• @toastal
    link
    25 months ago

    I dunno, I don’t trust a guides still recommending flake-utils. You can make the same four loop in like 4 lines of Nix which is a smaller diff & doesn’t pollute your downstream consumers with a useless dependency. Flakes also don’t eliminate pointless builds, fileset or filtering the src can & the only tool with file tracking on by default is the Git VCS specifically (which also involves the intent to add flags which is the other side of annoying).

    • hallettj
      link
      fedilink
      English
      15 months ago

      I sometimes write a flake with those 4 lines of Nix code, and it comes out just messy enough that tbh I’m happier adding an input to handle that. But I recently learned that the nixpkgs flake exports the lib.* helpers through nixpkgs.lib (as opposed to nixpkgs.legacyPackages.${system}.lib) so you can call helpers before specifying a system.
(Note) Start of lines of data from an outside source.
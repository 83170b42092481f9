pub mod analysis;
pub mod pipeline;
pub mod result;

pub use analysis::MedicalAnalysis;
pub use pipeline::{rank, InferencePipeline, PipelineConfig};
pub use result::{ImageInfo, PredictionItem, PredictionResult, Status};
And nixpkgs.lib.genAttrs is kinda close enough to flake-utils.lib.eachSystem that it might make a better solution.

      Like where with flake-utils you would write,

      flake-utils.lib.eachSystem [ "x86_64-linux" "aarch64-darwin" ] (system:
      let
        pkgs = nixpkgs.legacyPackages.${system};
      in
      {
        devShells.default = pkgs.mkShell {
          nativeBuildInputs = with pkgs; [
            hello
          ];
        };
      })
      

      Instead you can use genAttrs,

      let
        forAllSystems = nixpkgs.lib.genAttrs [ "x86_64-linux" "aarch64-darwin" ];
        pkgs = forAllSystems (system:
          nixpkgs.legacyPackages.${system}
        );
      in
      {
        devShells = forAllSystems (system: {
          default = pkgs.${system}.mkShell {
            nativeBuildInputs = with pkgs.${system}; [
              hello
            ];
          };
        });
      }
      

      It’s more verbose, but it makes the structure of outputs more transparent.

      • @toastal
        link
        25 months ago

        Saving the dependency is pretty big since each flake you import will bring along its jungle of dependencies now in your downstream project. I can’t think of a use case where < 10 lines is worth a dependency—especially since as you noted, lib has the glue right there for you to put it all together.